03. Juli bis 18. September 2022

 

Toni Schneiders ist einer der stilprägenden Fotografen Deutschlands nach 1945. Mit seinen feinsinnigen Aufnahmen hat er entscheidend dazu beigetragen, die Bildsprache der fotografischen Avantgarde der 1950er Jahre zu erweitern. Als Mitbegründer der Fotografengruppe »fotoform« 1949 und als Teil der Bewegung »subjektive fotografie« seit 1952 entwickelte er eine eigene Bildästhetik, die unter Wahrung des Wirklichkeitsbezuges der individuellen Gestaltung und autonomen Bildwirklichkeit weiten Raum einräumt. Diese Betonung formaler Qualitäten und Mittel übertrug Toni Schneiders auch auf seine Reisefotografien aus aller Welt. Mit der Befreiung des fotografischen Ausdrucks begründeten Toni Schneiders und seine Weggefährten in der Nachkriegszeit eine Tradition, die bis in die aktuelle Fotografie hinein reicht.

2006 zeigte das Kunstmuseum Singen die letzte große Ausstellung zu Lebzeiten des Kamerameisters. Heute, nach Aufnahme und Aufarbeitung des umfangreichen Archivs und Nachlasses von Toni Schneiders in der Stiftung F.C. Gundlach in Hamburg, widmen die beiden Kooperationspartner dem seit 1952 bis zu seinem Tode am Bodensee lebenden Fotografen eine Gesamtschau, die ihn als »fotoformer«, als Porträtist sowie als Reise- und Landschaftsfotograf neu entdeckt. Möglich geworden ist diese Retrospektive sowohl durch die Mitwirkung der Tochter des Fotografen, Ulrike Schneiders, deren Kenntnis des Œuvres bei der Entstehung von Ausstellung und Buch von großer Hilfe war, als auch durch die wissenschaftliche Expertise von Sebastian Lux und Franziska Mecklenburg von der Stiftung F.C. Gundlach, die die Ausstellung unter Mitwirkung von Christoph Bauer vom Kunstmuseum Singen kuratieren. Längst sind viele der Schwarz-Weiß Aufnahmen von Toni Schneiders Klassiker der modernen Fotografie geworden. In der aktuellen Schau sind darüber hinaus erstmals bislang unveröffentlichte Motive aus dem Negativarchiv zu sehen.
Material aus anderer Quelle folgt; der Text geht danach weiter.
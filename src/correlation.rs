//! Correlation logging
//!
//! Best-effort archival of request and response artifacts. Each logical call
//! gets its own [`LogContext`] with a process-wide monotonic id; every artifact
//! logged through it gets a monotonic sequence id. Artifacts are named
//! `{context_id}_{sequence_id}_{flattened_type_name}`.
//!
//! Logging never affects the call being logged: write failures are reported
//! through `tracing` and an optional failure hook, then dropped.

use async_trait::async_trait;
use std::fmt;
use std::path::PathBuf;
use std::sync::Arc;
use std::sync::atomic::{AtomicI64, Ordering};

static NEXT_CONTEXT_ID: AtomicI64 = AtomicI64::new(1);

/// Explicit type-name capability used to name logged artifacts.
#[derive(Debug, Clone, PartialEq, Eq, Hash)]
pub struct TypeTag {
    pub name: String,
    pub args: Vec<TypeTag>,
}

impl TypeTag {
    pub fn new(name: impl Into<String>) -> Self {
        Self {
            name: name.into(),
            args: Vec::new(),
        }
    }

    pub fn with_arg(mut self, arg: TypeTag) -> Self {
        self.args.push(arg);
        self
    }

    /// Derive a tag from the compile-time name of `T`, dropping module paths.
    ///
    /// `Vec<my_crate::dto::ChatChunk>` becomes `Vec` with argument `ChatChunk`.
    pub fn of<T: ?Sized>() -> Self {
        Self::parse(std::any::type_name::<T>())
    }

    /// Parse a Rust type name such as `a::B<c::D, E<F>>`.
    pub fn parse(type_name: &str) -> Self {
        let mut chars = type_name.trim().chars().peekable();
        parse_tag(&mut chars)
    }

    /// Join the name with each argument (recursively) using `_`.
    pub fn flatten(&self) -> String {
        let mut out = self.name.clone();
        for arg in &self.args {
            out.push('_');
            out.push_str(&arg.flatten());
        }
        out
    }
}

impl fmt::Display for TypeTag {
    fn fmt(&self, f: &mut fmt::Formatter<'_>) -> fmt::Result {
        f.write_str(&self.flatten())
    }
}

fn skip_spaces(chars: &mut std::iter::Peekable<std::str::Chars<'_>>) {
    while chars.peek() == Some(&' ') {
        chars.next();
    }
}

/// Comma separated tags up to and including `close`.
fn parse_list(chars: &mut std::iter::Peekable<std::str::Chars<'_>>, close: char) -> Vec<TypeTag> {
    let mut items = Vec::new();
    loop {
        skip_spaces(chars);
        if chars.peek() == Some(&close) {
            chars.next();
            break;
        }
        items.push(parse_tag(chars));
        skip_spaces(chars);
        match chars.next() {
            Some(',') => continue,
            _ => break,
        }
    }
    items
}

// Tuples become `Tuple` (or `Unit`), `[T]` becomes `Slice` and `[T; N]` `Array`.
fn parse_tag(chars: &mut std::iter::Peekable<std::str::Chars<'_>>) -> TypeTag {
    skip_spaces(chars);
    while chars.peek() == Some(&'&') {
        chars.next();
    }
    match chars.peek() {
        Some('(') => {
            chars.next();
            let args = parse_list(chars, ')');
            let name = if args.is_empty() { "Unit" } else { "Tuple" };
            return TypeTag {
                name: name.to_string(),
                args,
            };
        }
        Some('[') => {
            chars.next();
            let element = parse_tag(chars);
            let mut name = "Slice";
            for c in chars.by_ref() {
                match c {
                    ';' => name = "Array",
                    ']' => break,
                    _ => {}
                }
            }
            return TypeTag {
                name: name.to_string(),
                args: vec![element],
            };
        }
        _ => {}
    }

    let mut path = String::new();
    let mut args = Vec::new();
    while let Some(&c) = chars.peek() {
        match c {
            '<' => {
                chars.next();
                args = parse_list(chars, '>');
            }
            ',' | '>' | ')' | ']' | ';' => break,
            _ => {
                path.push(c);
                chars.next();
            }
        }
    }
    let last = path.rsplit("::").next().unwrap_or(&path);
    let name: String = last
        .chars()
        .map(|c| if c.is_alphanumeric() || c == '_' { c } else { '_' })
        .collect::<String>()
        .trim_matches('_')
        .to_string();
    TypeTag { name, args }
}

/// Destination for rendered artifacts.
#[async_trait]
pub trait ArtifactSink: Send + Sync {
    async fn write_artifact(&self, name: &str, contents: &str) -> std::io::Result<()>;
}

/// Side channel notified when an artifact cannot be written.
pub type LogFailureHook = Arc<dyn Fn(&str, &std::io::Error) + Send + Sync>;

/// Per-call logging context.
pub struct LogContext {
    context_id: i64,
    next_sequence: AtomicI64,
    sink: Arc<dyn ArtifactSink>,
    on_failure: Option<LogFailureHook>,
}

impl LogContext {
    fn new(sink: Arc<dyn ArtifactSink>, on_failure: Option<LogFailureHook>) -> Self {
        Self {
            context_id: NEXT_CONTEXT_ID.fetch_add(1, Ordering::Relaxed),
            next_sequence: AtomicI64::new(0),
            sink,
            on_failure,
        }
    }

    pub fn context_id(&self) -> i64 {
        self.context_id
    }

    /// Write one artifact. Failures are reported, never returned.
    pub async fn log(&self, tag: &TypeTag, payload: &(dyn fmt::Display + Sync)) {
        let sequence_id = self.next_sequence.fetch_add(1, Ordering::Relaxed);
        let name = format!("{}_{}_{}", self.context_id, sequence_id, tag.flatten());
        let contents = payload.to_string();
        if let Err(e) = self.sink.write_artifact(&name, &contents).await {
            tracing::warn!(
                target: "siumai_transport::correlation",
                artifact = %name,
                error = %e,
                "failed to write correlation artifact"
            );
            if let Some(hook) = &self.on_failure {
                hook(&name, &e);
            }
        }
    }
}

impl fmt::Debug for LogContext {
    fn fmt(&self, f: &mut fmt::Formatter<'_>) -> fmt::Result {
        f.debug_struct("LogContext")
            .field("context_id", &self.context_id)
            .field("next_sequence", &self.next_sequence.load(Ordering::Relaxed))
            .finish()
    }
}

/// Log an artifact if a context is present.
pub async fn log_optional(
    ctx: Option<&LogContext>,
    tag: &TypeTag,
    payload: &(dyn fmt::Display + Sync),
) {
    if let Some(ctx) = ctx {
        ctx.log(tag, payload).await;
    }
}

/// Factory for per-call log contexts.
pub trait CorrelationLogger: Send + Sync {
    /// `None` when logging is disabled.
    fn create(&self) -> Option<LogContext>;
}

/// Logger that never creates contexts.
#[derive(Debug, Clone, Copy, Default)]
pub struct DisabledCorrelationLogger;

impl CorrelationLogger for DisabledCorrelationLogger {
    fn create(&self) -> Option<LogContext> {
        None
    }
}

/// Writes each artifact to `{dir}/{name}.json`.
#[derive(Debug, Clone)]
pub struct DirectorySink {
    dir: PathBuf,
}

impl DirectorySink {
    pub fn new(dir: impl Into<PathBuf>) -> Self {
        Self { dir: dir.into() }
    }
}

#[async_trait]
impl ArtifactSink for DirectorySink {
    async fn write_artifact(&self, name: &str, contents: &str) -> std::io::Result<()> {
        tokio::fs::create_dir_all(&self.dir).await?;
        tokio::fs::write(self.dir.join(format!("{name}.json")), contents).await
    }
}

/// Logger writing artifacts to a directory.
#[derive(Clone)]
pub struct FileCorrelationLogger {
    sink: Arc<dyn ArtifactSink>,
    on_failure: Option<LogFailureHook>,
}

impl FileCorrelationLogger {
    pub fn new(dir: impl Into<PathBuf>) -> Self {
        Self::with_sink(Arc::new(DirectorySink::new(dir)))
    }

    pub fn with_sink(sink: Arc<dyn ArtifactSink>) -> Self {
        Self {
            sink,
            on_failure: None,
        }
    }

    /// Register a side channel for write failures.
    pub fn on_failure(mut self, hook: LogFailureHook) -> Self {
        self.on_failure = Some(hook);
        self
    }
}

impl fmt::Debug for FileCorrelationLogger {
    fn fmt(&self, f: &mut fmt::Formatter<'_>) -> fmt::Result {
        f.debug_struct("FileCorrelationLogger").finish_non_exhaustive()
    }
}

impl CorrelationLogger for FileCorrelationLogger {
    fn create(&self) -> Option<LogContext> {
        Some(LogContext::new(self.sink.clone(), self.on_failure.clone()))
    }
}

#[cfg(test)]
mod tests {
    use super::*;
    use std::sync::Mutex;
    use tracing_test::traced_test;

    mod dto {
        pub struct ChatChunk;
    }

    #[test]
    fn flattens_nested_generics() {
        let tag = TypeTag::new("Page").with_arg(TypeTag::new("Vec").with_arg(TypeTag::new("File")));
        assert_eq!(tag.flatten(), "Page_Vec_File");
    }

    #[test]
    fn derives_tag_from_type_name() {
        assert_eq!(TypeTag::of::<Vec<dto::ChatChunk>>().flatten(), "Vec_ChatChunk");
        assert_eq!(
            TypeTag::of::<std::collections::HashMap<String, Vec<u8>>>().flatten(),
            "HashMap_String_Vec_u8"
        );
        assert_eq!(TypeTag::of::<serde_json::Value>().flatten(), "Value");
    }

    #[test]
    fn tuples_and_slices_keep_every_element() {
        assert_eq!(TypeTag::of::<(u8, String)>().flatten(), "Tuple_u8_String");
        assert_eq!(
            TypeTag::of::<Vec<(dto::ChatChunk, Option<u32>)>>().flatten(),
            "Vec_Tuple_ChatChunk_Option_u32"
        );
        assert_eq!(TypeTag::of::<[u8; 4]>().flatten(), "Array_u8");
        assert_eq!(TypeTag::of::<&[dto::ChatChunk]>().flatten(), "Slice_ChatChunk");
        assert_eq!(TypeTag::of::<()>().flatten(), "Unit");
        assert_eq!(TypeTag::of::<&str>().flatten(), "str");
    }

    #[tokio::test]
    async fn writes_sequenced_artifacts() {
        let dir = tempfile::tempdir().unwrap();
        let logger = FileCorrelationLogger::new(dir.path());
        let ctx = logger.create().expect("enabled");
        let tag = TypeTag::of::<dto::ChatChunk>();
        ctx.log(&tag, &"first").await;
        ctx.log(&tag, &"second").await;

        let id = ctx.context_id();
        let first = dir.path().join(format!("{id}_0_ChatChunk.json"));
        let second = dir.path().join(format!("{id}_1_ChatChunk.json"));
        assert_eq!(std::fs::read_to_string(first).unwrap(), "first");
        assert_eq!(std::fs::read_to_string(second).unwrap(), "second");
    }

    #[test]
    fn context_ids_are_unique_and_increasing() {
        let logger = FileCorrelationLogger::new(std::env::temp_dir());
        let a = logger.create().unwrap().context_id();
        let b = logger.create().unwrap().context_id();
        assert!(b > a);
    }

    #[test]
    fn disabled_logger_creates_nothing() {
        assert!(DisabledCorrelationLogger.create().is_none());
    }

    struct FailingSink;

    #[async_trait]
    impl ArtifactSink for FailingSink {
        async fn write_artifact(&self, _name: &str, _contents: &str) -> std::io::Result<()> {
            Err(std::io::Error::other("disk full"))
        }
    }

    #[traced_test]
    #[tokio::test]
    async fn write_failures_are_reported_not_raised() {
        let seen = Arc::new(Mutex::new(Vec::new()));
        let seen_hook = seen.clone();
        let logger = FileCorrelationLogger::with_sink(Arc::new(FailingSink)).on_failure(Arc::new(
            move |name: &str, _e: &std::io::Error| seen_hook.lock().unwrap().push(name.to_string()),
        ));
        let ctx = logger.create().unwrap();
        ctx.log(&TypeTag::new("Req"), &"payload").await;

        assert_eq!(seen.lock().unwrap().len(), 1);
        assert!(logs_contain("failed to write correlation artifact"));
    }
}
Wirklichkeitsbezug und Gestaltungswillen – mit diesem doppelten Anspruch nimmt Toni Schneiders eine vermittelnde Position zwischen sachlich-dokumentarischer Darstellung und formalem Schaffen. »Einfach, klar und wahr«, so Toni Schneiders, sollte eine zeitlos gültige Aufnahme sein. Neben seine formalen Studien treten als zwei zentrale Entwicklungslinien seines Oeuvres das Menschenbild und das Reisebild. Nicht allein, aber zuerst die Aufnahmen der »fotoform«-Zeit sind gekennzeichnet durch die fokussierte Erfassung der subjektiv geschauten Gegenstände und Details bei gleichzeitiger Verdichtung zur bildhaften Form. Für seine präzise komponierten Aufnahmen fand er die Schönheit der grafischen Form in den einfachen Dingen in der Natur, in der Landschaft und im Alltag der Menschen. Mit bedingungslos fotografischem Blick wählte er Bildausschnitte, hob Linien, Konturen und Strukturen hervor und arbeitete einfühlsam mit vorhandenem Licht. In seinem unmittelbaren Lebensumfeld im Alpenvorland und auf Reisen in aller Welt hielt Toni Schneiders markante Moment der Wirklichkeit und des Lebens fest, deren Protagonist ein Mensch, ein Objekt oder eine Landschaft sein konnten. Bei aller Strenge in der Bildästhetik lassen seine Motive immer wieder die Anteilnahme des Fotografen erkennen. Mit Humor und Sensibilität setzte er sein Lebenswerk in eine menschliche Perspektive. Entschieden lotete Schneiders die Potentiale der Fotografie aus, pointierte Tonabstufungen vom höchsten Spitzenlicht bis zum tiefsten Kernschatten, entschlossene Nachbearbeitung in der Dunkelkammer und kontrastreiche Abzüge zählten zu seinem Repertoire. Im Gegensatz aber zu manch anderem Vertreter der »subjektiven fotografie« lehnte Schneiders für sich aufwendige Arrangements oder Inszenierungen, surreale Verfremdungen, Dunkelkammer-Experimente und abstrakte Fotografik ab. Seit den 1950er- Jahren entwarf Toni Schneiders nicht nur mit seinen Einzelaufnahmen, sondern auch mit seinen Fotostrecken für Fotobildbände ein neues Bild vom Bodenseeraum und Alpenvorland. Der aufkommende Tourismus und der Aufschwung des Verlags- und Zeitschriftenmarktes eröffneten dem Autorenfotografen reiche Möglichkeiten.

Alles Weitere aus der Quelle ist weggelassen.